Microsoft Announces New Accessibility Offerings

Posted by Rob Sinclair
Chief Accessibility Officer, Microsoft

Microsoft announced three new advances in accessibility today in San Diego at the 26th International Technology and Persons with Disabilities Conference sponsored by California State University Northridge (CSUN).

We are pleased to announce the immediate availability of Microsoft Accessibility Tools & Training. This online package contains free accessibility training courses for developers and an accessibility resource guide providing information about many types of disabilities and age-related difficulties and guidance regarding which accessible technology solutions can help to mitigate their effects.

We also announced two new accessibility add-ins for Office 2010, which enable real-time collaboration between people with vision or hearing impairments and their peers at work, school and home:

• Save as DAISY (Digital Accessible Information System) for Microsoft Office 2010, which helps people who are visually challenged take full advantage of the latest version of Office.

• The Subtitling Text Add-in for Microsoft PowerPoint 2010 (STAMP) to assist people with hearing difficulties by enabling PowerPoint users to easily add closed captions to video and audio files in their presentations.

While these collaboration-enhancing add-ins for Microsoft Office benefit people with disabilities, the Microsoft Accessibility Tools & Training content helps developers around the world create more accessible websites, commercial software and internal IT applications that benefit people with a wide range of abilities. Together, these new resources enable business leaders to more easily define and execute on strategies to improve the accessibility of their technology solutions.
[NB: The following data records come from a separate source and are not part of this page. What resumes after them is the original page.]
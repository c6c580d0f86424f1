//! `quire`: command-line client for a quire server.
//!
//! # Usage
//!
//! ```
//! quire --url http://localhost:8080 --user alice --password secret ls
//! quire --config ~/.config/quire/config.toml upload paper.pdf
//! quire chat 6f1c…
//! ```

mod client;
mod commands;

use std::path::PathBuf;

use anyhow::{Context, Result};
use clap::{Parser, Subcommand};
use client::{ApiClient, ApiConfig};
use serde::Deserialize;
use tracing::level_filters::LevelFilter;
use tracing_subscriber::EnvFilter;
use uuid::Uuid;

const DEFAULT_URL: &str = "http://localhost:8080";

// ─── CLI args ─────────────────────────────────────────────────────────────────

#[derive(Parser, Debug)]
#[command(name = "quire", about = "Chat with your PDFs from the terminal")]
struct Args {
  /// Path to a TOML config file (url, username, password).
  #[arg(short, long, value_name = "FILE")]
  config: Option<PathBuf>,

  /// Base URL of the quire server (default: http://localhost:8080).
  #[arg(long, env = "QUIRE_URL")]
  url: Option<String>,

  /// API username.
  #[arg(long, env = "QUIRE_USER")]
  user: Option<String>,

  /// API password (plaintext).
  #[arg(long, env = "QUIRE_PASSWORD", hide_env_values = true)]
  password: Option<String>,

  #[command(subcommand)]
  command: Command,
}

#[derive(Subcommand, Debug)]
enum Command {
  /// Show plan and document usage.
  Me,
  /// List your documents, newest first.
  Ls,
  /// Upload a PDF and wait until it is ready to chat with.
  Upload { file: PathBuf },
  /// Show one document's metadata.
  Show { id: Uuid },
  /// Print a document's conversation.
  History { id: Uuid },
  /// Ask a single question about a document.
  Ask {
    id:       Uuid,
    #[arg(required = true, num_args = 1..)]
    question: Vec<String>,
  },
  /// Interactive conversation with a document.
  Chat { id: Uuid },
  /// (Re)build a document's embeddings.
  Ingest { id: Uuid },
  /// Delete a document, its file and its conversation.
  Rm {
    id:  Uuid,
    /// Skip the confirmation prompt.
    #[arg(short, long)]
    yes: bool,
  },
  /// Save a document's PDF locally.
  Download {
    id:     Uuid,
    /// Output path (default: the document's original name).
    #[arg(short, long, value_name = "FILE")]
    output: Option<PathBuf>,
  },
}

// ─── Config file ──────────────────────────────────────────────────────────────

/// Shape of the optional TOML config file.
#[derive(Deserialize, Default, Debug)]
struct ConfigFile {
  #[serde(default)]
  url:      String,
  #[serde(default)]
  username: String,
  #[serde(default)]
  password: String,
}

/// CLI flags override the config file, which overrides defaults.
fn resolve(args: &Args, file: ConfigFile) -> ApiConfig {
  let pick = |flag: &Option<String>, file: String| {
    flag.clone().or_else(|| (!file.is_empty()).then_some(file))
  };
  ApiConfig {
    base_url: pick(&args.url, file.url).unwrap_or_else(|| DEFAULT_URL.to_string()),
    username: pick(&args.user, file.username).unwrap_or_default(),
    password: pick(&args.password, file.password).unwrap_or_default(),
  }
}

// ─── Entry point ──────────────────────────────────────────────────────────────

#[tokio::main]
async fn main() -> Result<()> {
  tracing_subscriber::fmt()
    .with_writer(std::io::stderr)
    .with_env_filter(
      EnvFilter::builder()
        .with_default_directive(LevelFilter::INFO.into())
        .from_env_lossy(),
    )
    .init();

  let args = Args::parse();

  let file_cfg: ConfigFile = if let Some(path) = &args.config {
    let raw = std::fs::read_to_string(path)
      .with_context(|| format!("reading config file {}", path.display()))?;
    toml::from_str(&raw).context("parsing config file")?
  } else {
    ConfigFile::default()
  };

  let client = ApiClient::new(resolve(&args, file_cfg))?;

  match args.command {
    Command::Me => commands::me(&client).await,
    Command::Ls => commands::list(&client).await,
    Command::Upload { file } => commands::upload(&client, &file).await,
    Command::Show { id } => commands::show(&client, id).await,
    Command::History { id } => commands::history(&client, id).await,
    Command::Ask { id, question } => commands::ask(&client, id, &question.join(" ")).await,
    Command::Chat { id } => commands::chat(&client, id).await,
    Command::Ingest { id } => commands::ingest(&client, id).await,
    Command::Rm { id, yes } => commands::remove(&client, id, yes).await,
    Command::Download { id, output } => commands::download(&client, id, output).await,
  }
}

#[cfg(test)]
mod tests;
//! [`SqliteStore`], the SQLite implementation of [`DocumentStore`].

use std::path::Path;

use chrono::{SubsecRound as _, Utc};
use rusqlite::OptionalExtension as _;
use uuid::Uuid;

use quire_core::{
  document::{Document, NewDocument, User, UserId},
  message::{Message, MessageOrder, NewMessage, Role},
  store::DocumentStore,
};

use crate::{
  encode::{
    encode_dt, encode_role, encode_size, encode_uuid, RawDocument, RawMessage, RawUser,
  },
  extension::register_sqlite_vec,
  schema::{SCHEMA, vec_schema},
  Error, Result,
};

// ─── Store ───────────────────────────────────────────────────────────────────

/// Quire metadata and vectors backed by a single SQLite file.
///
/// Embeddings live in a sqlite-vec `vec0` table whose width is fixed when the
/// database is created. Cloning is cheap; the inner connection is
/// reference-counted.
#[derive(Clone)]
pub struct SqliteStore {
  pub(crate) conn:       tokio_rusqlite::Connection,
  pub(crate) dimensions: usize,
}

impl SqliteStore {
  /// Open (or create) a store at `path` for embeddings of `dimensions`
  /// floats and run schema initialisation.
  pub async fn open(path: impl AsRef<Path>, dimensions: usize) -> Result<Self> {
    register_sqlite_vec()?;
    let conn = tokio_rusqlite::Connection::open(path).await?;
    let store = Self { conn, dimensions };
    store.init_schema().await?;
    Ok(store)
  }

  /// Open an in-memory store, useful for testing.
  pub async fn open_in_memory(dimensions: usize) -> Result<Self> {
    register_sqlite_vec()?;
    let conn = tokio_rusqlite::Connection::open_in_memory().await?;
    let store = Self { conn, dimensions };
    store.init_schema().await?;
    Ok(store)
  }

  pub fn dimensions(&self) -> usize { self.dimensions }

  /// Apply the schema and pin the embedding width. Reopening a database with
  /// a different width is an error rather than a silently unusable index.
  async fn init_schema(&self) -> Result<()> {
    if self.dimensions == 0 {
      return Err(Error::Core(quire_core::Error::InvalidConfig(
        "embedding dimensions must be positive".into(),
      )));
    }
    let wanted = self.dimensions.to_string();
    let vec_ddl = vec_schema(self.dimensions);

    let stored: String = self
      .conn
      .call(move |conn| {
        conn.execute_batch(SCHEMA)?;
        conn.execute(
          "INSERT INTO settings (key, value) VALUES ('embedding_dimensions', ?1)
           ON CONFLICT(key) DO NOTHING",
          rusqlite::params![wanted],
        )?;
        let stored: String = conn.query_row(
          "SELECT value FROM settings WHERE key = 'embedding_dimensions'",
          [],
          |r| r.get(0),
        )?;
        if stored == wanted {
          conn.execute_batch(&vec_ddl)?;
        }
        Ok(stored)
      })
      .await?;

    let stored: usize = stored
      .parse()
      .map_err(|_| Error::Decode(format!("bad embedding_dimensions setting {stored:?}")))?;
    if stored != self.dimensions {
      return Err(Error::Dimensions { expected: stored, got: self.dimensions });
    }
    Ok(())
  }

  async fn fetch_user(&self, user: &UserId) -> Result<Option<User>> {
    let user_str = user.as_str().to_owned();

    let raw: Option<RawUser> = self
      .conn
      .call(move |conn| {
        Ok(conn
          .query_row(
            &format!("SELECT {} FROM users WHERE user_id = ?1", RawUser::COLUMNS),
            rusqlite::params![user_str],
            RawUser::from_row,
          )
          .optional()?)
      })
      .await?;

    raw.map(RawUser::into_user).transpose()
  }
}

/// Stored timestamps carry microseconds; trim before handing values back so a
/// freshly written row compares equal to the same row read later.
fn stamp(dt: chrono::DateTime<Utc>) -> chrono::DateTime<Utc> { dt.trunc_subsecs(6) }

// ─── DocumentStore impl ──────────────────────────────────────────────────────

impl DocumentStore for SqliteStore {
  type Error = Error;

  // ── Users ─────────────────────────────────────────────────────────────────

  async fn upsert_user(&self, user: &UserId) -> Result<User> {
    let user_str = user.as_str().to_owned();
    let at_str = encode_dt(Utc::now());

    self
      .conn
      .call(move |conn| {
        conn.execute(
          "INSERT INTO users (user_id, has_active_membership, created_at)
           VALUES (?1, 0, ?2)
           ON CONFLICT(user_id) DO NOTHING",
          rusqlite::params![user_str, at_str],
        )?;
        Ok(())
      })
      .await?;

    self
      .fetch_user(user)
      .await?
      .ok_or_else(|| Error::Decode(format!("user {user} vanished after upsert")))
  }

  async fn get_user(&self, user: &UserId) -> Result<Option<User>> {
    self.fetch_user(user).await
  }

  async fn set_membership(&self, user: &UserId, active: bool) -> Result<User> {
    let user_str = user.as_str().to_owned();
    let at_str = encode_dt(Utc::now());

    self
      .conn
      .call(move |conn| {
        conn.execute(
          "INSERT INTO users (user_id, has_active_membership, created_at)
           VALUES (?1, ?2, ?3)
           ON CONFLICT(user_id) DO UPDATE
             SET has_active_membership = excluded.has_active_membership",
          rusqlite::params![user_str, active, at_str],
        )?;
        Ok(())
      })
      .await?;

    self
      .fetch_user(user)
      .await?
      .ok_or_else(|| Error::Decode(format!("user {user} vanished after update")))
  }

  // ── Documents ─────────────────────────────────────────────────────────────

  async fn create_document(&self, input: NewDocument) -> Result<Document> {
    let document = Document {
      document_id:  input.document_id,
      user_id:      input.user_id,
      name:         input.name,
      size:         input.size,
      mime_type:    input.mime_type,
      download_url: input.download_url,
      storage_path: input.storage_path,
      sha256:       input.sha256,
      created_at:   stamp(Utc::now()),
    };

    let id_str   = encode_uuid(document.document_id);
    let user_str = document.user_id.as_str().to_owned();
    let name     = document.name.clone();
    let size     = encode_size(document.size);
    let mime     = document.mime_type.clone();
    let url      = document.download_url.clone();
    let path     = document.storage_path.as_str().to_owned();
    let sha      = document.sha256.clone();
    let at_str   = encode_dt(document.created_at);

    self
      .conn
      .call(move |conn| {
        let tx = conn.transaction()?;
        tx.execute(
          "INSERT INTO users (user_id, has_active_membership, created_at)
           VALUES (?1, 0, ?2)
           ON CONFLICT(user_id) DO NOTHING",
          rusqlite::params![user_str, at_str],
        )?;
        tx.execute(
          "INSERT INTO documents
             (document_id, user_id, name, size, mime_type, download_url,
              storage_path, sha256, created_at)
           VALUES (?1, ?2, ?3, ?4, ?5, ?6, ?7, ?8, ?9)",
          rusqlite::params![id_str, user_str, name, size, mime, url, path, sha, at_str],
        )?;
        tx.commit()?;
        Ok(())
      })
      .await?;

    Ok(document)
  }

  async fn get_document(&self, user: &UserId, document_id: Uuid) -> Result<Option<Document>> {
    let id_str = encode_uuid(document_id);
    let user_str = user.as_str().to_owned();

    let raw: Option<RawDocument> = self
      .conn
      .call(move |conn| {
        Ok(conn
          .query_row(
            &format!(
              "SELECT {} FROM documents WHERE document_id = ?1 AND user_id = ?2",
              RawDocument::COLUMNS
            ),
            rusqlite::params![id_str, user_str],
            RawDocument::from_row,
          )
          .optional()?)
      })
      .await?;

    raw.map(RawDocument::into_document).transpose()
  }

  async fn list_documents(&self, user: &UserId) -> Result<Vec<Document>> {
    let user_str = user.as_str().to_owned();

    let raws: Vec<RawDocument> = self
      .conn
      .call(move |conn| {
        let mut stmt = conn.prepare(&format!(
          "SELECT {} FROM documents WHERE user_id = ?1
           ORDER BY created_at DESC, rowid DESC",
          RawDocument::COLUMNS
        ))?;
        let rows = stmt
          .query_map(rusqlite::params![user_str], RawDocument::from_row)?
          .collect::<rusqlite::Result<Vec<_>>>()?;
        Ok(rows)
      })
      .await?;

    raws.into_iter().map(RawDocument::into_document).collect()
  }

  async fn count_documents(&self, user: &UserId) -> Result<u64> {
    let user_str = user.as_str().to_owned();

    let n: i64 = self
      .conn
      .call(move |conn| {
        Ok(conn.query_row(
          "SELECT COUNT(*) FROM documents WHERE user_id = ?1",
          rusqlite::params![user_str],
          |r| r.get(0),
        )?)
      })
      .await?;

    Ok(n.max(0) as u64)
  }

  async fn delete_document(&self, user: &UserId, document_id: Uuid) -> Result<bool> {
    let id_str = encode_uuid(document_id);
    let user_str = user.as_str().to_owned();

    // Messages follow via ON DELETE CASCADE.
    let changed = self
      .conn
      .call(move |conn| {
        Ok(conn.execute(
          "DELETE FROM documents WHERE document_id = ?1 AND user_id = ?2",
          rusqlite::params![id_str, user_str],
        )?)
      })
      .await?;

    Ok(changed > 0)
  }

  // ── Messages ──────────────────────────────────────────────────────────────

  async fn append_message(
    &self,
    user: &UserId,
    document_id: Uuid,
    input: NewMessage,
  ) -> Result<Option<Message>> {
    let message = Message {
      message_id: Uuid::new_v4(),
      document_id,
      role: input.role,
      message: input.message,
      created_at: stamp(input.created_at),
    };

    let msg_str  = encode_uuid(message.message_id);
    let doc_str  = encode_uuid(document_id);
    let user_str = user.as_str().to_owned();
    let role     = encode_role(message.role);
    let body     = message.message.clone();
    let at_str   = encode_dt(message.created_at);

    // The EXISTS guard makes "wrong owner" and "no such document" the same
    // outcome: nothing inserted.
    let inserted = self
      .conn
      .call(move |conn| {
        Ok(conn.execute(
          "INSERT INTO messages (message_id, document_id, role, message, created_at)
           SELECT ?1, ?2, ?3, ?4, ?5
           WHERE EXISTS (
             SELECT 1 FROM documents WHERE document_id = ?2 AND user_id = ?6
           )",
          rusqlite::params![msg_str, doc_str, role, body, at_str, user_str],
        )?)
      })
      .await?;

    Ok((inserted == 1).then_some(message))
  }

  async fn list_messages(
    &self,
    user: &UserId,
    document_id: Uuid,
    order: MessageOrder,
    limit: Option<usize>,
  ) -> Result<Vec<Message>> {
    let doc_str = encode_uuid(document_id);
    let user_str = user.as_str().to_owned();
    // SQLite treats a negative LIMIT as "no limit".
    let limit = limit.map_or(-1, |n| i64::try_from(n).unwrap_or(i64::MAX));
    let direction = match order {
      MessageOrder::OldestFirst => "ASC",
      MessageOrder::NewestFirst => "DESC",
    };

    let raws: Vec<RawMessage> = self
      .conn
      .call(move |conn| {
        let mut stmt = conn.prepare(&format!(
          "SELECT m.message_id, m.document_id, m.role, m.message, m.created_at
           FROM messages m
           JOIN documents d ON d.document_id = m.document_id
           WHERE m.document_id = ?1 AND d.user_id = ?2
           ORDER BY m.created_at {direction}, m.rowid {direction}
           LIMIT ?3"
        ))?;
        let rows = stmt
          .query_map(rusqlite::params![doc_str, user_str, limit], RawMessage::from_row)?
          .collect::<rusqlite::Result<Vec<_>>>()?;
        Ok(rows)
      })
      .await?;

    raws.into_iter().map(RawMessage::into_message).collect()
  }

  async fn count_messages(
    &self,
    user: &UserId,
    document_id: Uuid,
    role: Option<Role>,
  ) -> Result<u64> {
    let doc_str = encode_uuid(document_id);
    let user_str = user.as_str().to_owned();
    let role = role.map(encode_role);

    let n: i64 = self
      .conn
      .call(move |conn| {
        Ok(conn.query_row(
          "SELECT COUNT(*)
           FROM messages m
           JOIN documents d ON d.document_id = m.document_id
           WHERE m.document_id = ?1 AND d.user_id = ?2
             AND (?3 IS NULL OR m.role = ?3)",
          rusqlite::params![doc_str, user_str, role],
          |r| r.get(0),
        )?)
      })
      .await?;

    Ok(n.max(0) as u64)
  }
}
//! Error type for `quire-blob-fs`.

use std::path::PathBuf;

use quire_core::blob::BlobPath;
use thiserror::Error;

#[derive(Debug, Error)]
pub enum Error {
  #[error("i/o error: {0}")]
  Io(#[from] std::io::Error),

  #[error("no pending upload for {0}")]
  NotPending(BlobPath),

  /// A chunk arrived for a position other than the current end of the upload.
  #[error("upload {path} is {expected} bytes long, chunk offset was {got}")]
  OffsetMismatch { path: BlobPath, expected: u64, got: u64 },

  #[error("cannot express {0:?} as a file URL")]
  Url(PathBuf),
}

pub type Result<T, E = Error> = std::result::Result<T, E>;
Although many people think accessible technology only benefits people with disabilities, a Forrester Research study commissioned by Microsoft found that 57 percent of working-age computer users (18-64 years old) would likely benefit from accessible technology due to difficulties and impairments that can affect their ability to use a computer. Those numbers are increasing as baby boomers develop age-related difficulties such as low vision and arthritis. Many other people rely on accessibility settings to personalize their computing experience or to compensate for an injury, environmental condition or other temporary circumstance.

The key learning is that accessibility can make it easier for anyone to see, hear and use a computer — regardless of their age or physical and cognitive abilities — but only if developers have the skills, resources and commitment to create products that are accessible to everyone.
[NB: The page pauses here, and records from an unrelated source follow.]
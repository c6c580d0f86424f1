//! A minimal PDF writer for tests.
//!
//! Produces a valid single-font PDF with one page per input string; each line
//! of a string becomes one line of Helvetica text. ASCII only.

/// Build a PDF whose pages contain `pages`, in order.
pub fn pdf_with_pages(pages: &[&str]) -> Vec<u8> { build(pages, 0) }

/// Like [`pdf_with_pages`], padded with a header comment to exactly `len`
/// bytes. Returns the unpadded document if it is already longer.
pub fn pdf_with_len(pages: &[&str], len: usize) -> Vec<u8> {
  let mut pad = 0;
  let mut out = build(pages, pad);
  // Growing the pad can widen the `startxref` offset by a digit, so settle
  // over a few rounds.
  for _ in 0..8 {
    if out.len() == len {
      break;
    }
    let next = (pad + len).saturating_sub(out.len());
    if next == pad {
      break;
    }
    pad = next;
    out = build(pages, pad);
  }
  out
}

fn build(pages: &[&str], pad: usize) -> Vec<u8> {
  // Object layout: 1 catalog, 2 page tree, 3 font, then (page, contents)
  // pairs starting at 4.
  let page_ids: Vec<usize> = (0..pages.len()).map(|i| 4 + 2 * i).collect();
  let kids = page_ids
    .iter()
    .map(|id| format!("{id} 0 R"))
    .collect::<Vec<_>>()
    .join(" ");

  let mut objects: Vec<Vec<u8>> = vec![
    b"<< /Type /Catalog /Pages 2 0 R >>".to_vec(),
    format!("<< /Type /Pages /Kids [{kids}] /Count {} >>", pages.len()).into_bytes(),
    b"<< /Type /Font /Subtype /Type1 /BaseFont /Helvetica >>".to_vec(),
  ];

  for (i, text) in pages.iter().enumerate() {
    let contents_id = page_ids[i] + 1;
    objects.push(
      format!(
        "<< /Type /Page /Parent 2 0 R /MediaBox [0 0 612 792] \
         /Resources << /Font << /F1 3 0 R >> >> /Contents {contents_id} 0 R >>"
      )
      .into_bytes(),
    );

    let mut stream = String::from("BT\n/F1 12 Tf\n14 TL\n72 720 Td\n");
    for (n, line) in text.lines().enumerate() {
      if n > 0 {
        stream.push_str("T*\n");
      }
      stream.push_str(&format!("({}) Tj\n", escape(line)));
    }
    stream.push_str("ET");

    let mut obj = format!("<< /Length {} >>\nstream\n", stream.len()).into_bytes();
    obj.extend_from_slice(stream.as_bytes());
    obj.extend_from_slice(b"\nendstream");
    objects.push(obj);
  }

  let mut out = b"%PDF-1.4\n".to_vec();
  if pad > 0 {
    out.push(b'%');
    out.resize(out.len() + pad.saturating_sub(2), b' ');
    out.push(b'\n');
  }
  let mut offsets = Vec::with_capacity(objects.len());
  for (i, body) in objects.iter().enumerate() {
    offsets.push(out.len());
    out.extend_from_slice(format!("{} 0 obj\n", i + 1).as_bytes());
    out.extend_from_slice(body);
    out.extend_from_slice(b"\nendobj\n");
  }

  let xref_at = out.len();
  out.extend_from_slice(format!("xref\n0 {}\n", objects.len() + 1).as_bytes());
  out.extend_from_slice(b"0000000000 65535 f \n");
  for off in offsets {
    out.extend_from_slice(format!("{off:010} 00000 n \n").as_bytes());
  }
  out.extend_from_slice(
    format!(
      "trailer\n<< /Size {} /Root 1 0 R >>\nstartxref\n{xref_at}\n%%EOF\n",
      objects.len() + 1
    )
    .as_bytes(),
  );
  out
}

fn escape(line: &str) -> String {
  let mut s = String::with_capacity(line.len());
  for c in line.chars().filter(char::is_ascii) {
    if matches!(c, '(' | ')' | '\\') {
      s.push('\\');
    }
    s.push(c);
  }
  s
}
The seven new training courses from Microsoft cover a range of topics, including Web accessibility and Windows platform technologies such as Windows Forms and the Windows Presentation Foundation. Armed with this content, developers can focus on anything from general accessibility to development of accessible websites with specific technologies such as Microsoft Silverlight, HTML5 and ARIA (Accessible Rich Internet Applications). Each training course stresses the importance of designing accessibility into products and internal systems from the start of the development cycle.

As companies, governments and non-governmental organizations conduct more business and offer more services online, they realize that accessibility is now essential for achieving and maintaining a competitive advantage, recruiting and retaining the best and brightest employees and providing the quality of service that customers demand.
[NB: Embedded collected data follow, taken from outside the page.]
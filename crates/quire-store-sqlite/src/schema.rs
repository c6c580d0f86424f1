//! SQL schema for the quire SQLite store.
//!
//! Executed once at connection startup, after sqlite-vec is registered. Future migrations will be gated on
//! `PRAGMA user_version`.

/// Full schema DDL; idempotent thanks to `CREATE TABLE IF NOT EXISTS`.
pub const SCHEMA: &str = "
PRAGMA journal_mode = WAL;
PRAGMA foreign_keys = ON;

CREATE TABLE IF NOT EXISTS users (
    user_id               TEXT PRIMARY KEY,
    has_active_membership INTEGER NOT NULL DEFAULT 0,
    created_at            TEXT NOT NULL
);

CREATE TABLE IF NOT EXISTS documents (
    document_id  TEXT PRIMARY KEY,
    user_id      TEXT NOT NULL REFERENCES users(user_id),
    name         TEXT NOT NULL,
    size         INTEGER NOT NULL,
    mime_type    TEXT NOT NULL,
    download_url TEXT,
    storage_path TEXT NOT NULL,
    sha256       TEXT NOT NULL,
    created_at   TEXT NOT NULL    -- RFC 3339 UTC, microsecond precision
);

-- A document's chat. Rows go with their document.
CREATE TABLE IF NOT EXISTS messages (
    message_id  TEXT PRIMARY KEY,
    document_id TEXT NOT NULL REFERENCES documents(document_id) ON DELETE CASCADE,
    role        TEXT NOT NULL CHECK (role IN ('human', 'ai')),
    message     TEXT NOT NULL,
    created_at  TEXT NOT NULL
);

-- Chunk text for embedded vectors, one namespace per document. No foreign
-- key to documents; namespaces are created and dropped through the
-- VectorIndex trait. `id` is the rowid of the matching `vec_chunks` row.
CREATE TABLE IF NOT EXISTS vectors (
    id          INTEGER PRIMARY KEY,
    namespace   TEXT NOT NULL,
    vector_id   TEXT NOT NULL,
    chunk_index INTEGER NOT NULL,
    page        INTEGER,
    content     TEXT NOT NULL,
    UNIQUE (namespace, vector_id)
);

-- Fixed when the database is created; the vec0 column width depends on it.
CREATE TABLE IF NOT EXISTS settings (
    key   TEXT PRIMARY KEY,
    value TEXT NOT NULL
);

CREATE INDEX IF NOT EXISTS documents_user_idx  ON documents(user_id, created_at);
CREATE INDEX IF NOT EXISTS messages_doc_idx    ON messages(document_id, created_at);

PRAGMA user_version = 1;
";

/// sqlite-vec index over the embeddings, partitioned by namespace so a KNN
/// query only visits one document's chunks.
pub fn vec_schema(dimensions: usize) -> String {
  format!(
    "CREATE VIRTUAL TABLE IF NOT EXISTS vec_chunks USING vec0(
    namespace TEXT PARTITION KEY,
    embedding float[{dimensions}] distance_metric=cosine
);"
  )
}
We initially developed these tools and training courses for our own use to increase accessibility awareness and expertise among developers in Microsoft product groups. However, in response to our customers' requests for accessibility guidance, we made these resources available, free of charge, to corporations, governments and NGOs to help make their technology more accessible.

Microsoft has been a leader in information technology for 35 years, and at the forefront of accessible technology for nearly a quarter century, but we still don't have all the answers. As technology continues to evolve rapidly with new innovations, consumers’ needs change just as quickly. As a result, creating technology solutions that are fully accessible is a constant and recurring challenge. More work must be done toward that goal, and well-trained developers are a powerful force to make that happen.

At Microsoft, we continually monitor our accessibility offerings to meet the changing needs of our customers and partners. We are committed to ensuring Windows remains an outstanding platform for other organizations to use to run their business or to develop their own accessible solutions.

By announcing these Office add-ins and releasing Microsoft Accessibility Tools & Training today, we hope to increase awareness of the importance of accessibility, and share best practices to increase the availability of accessible products and services worldwide. These resources support Microsoft’s mission to help people of all abilities realize their full potential.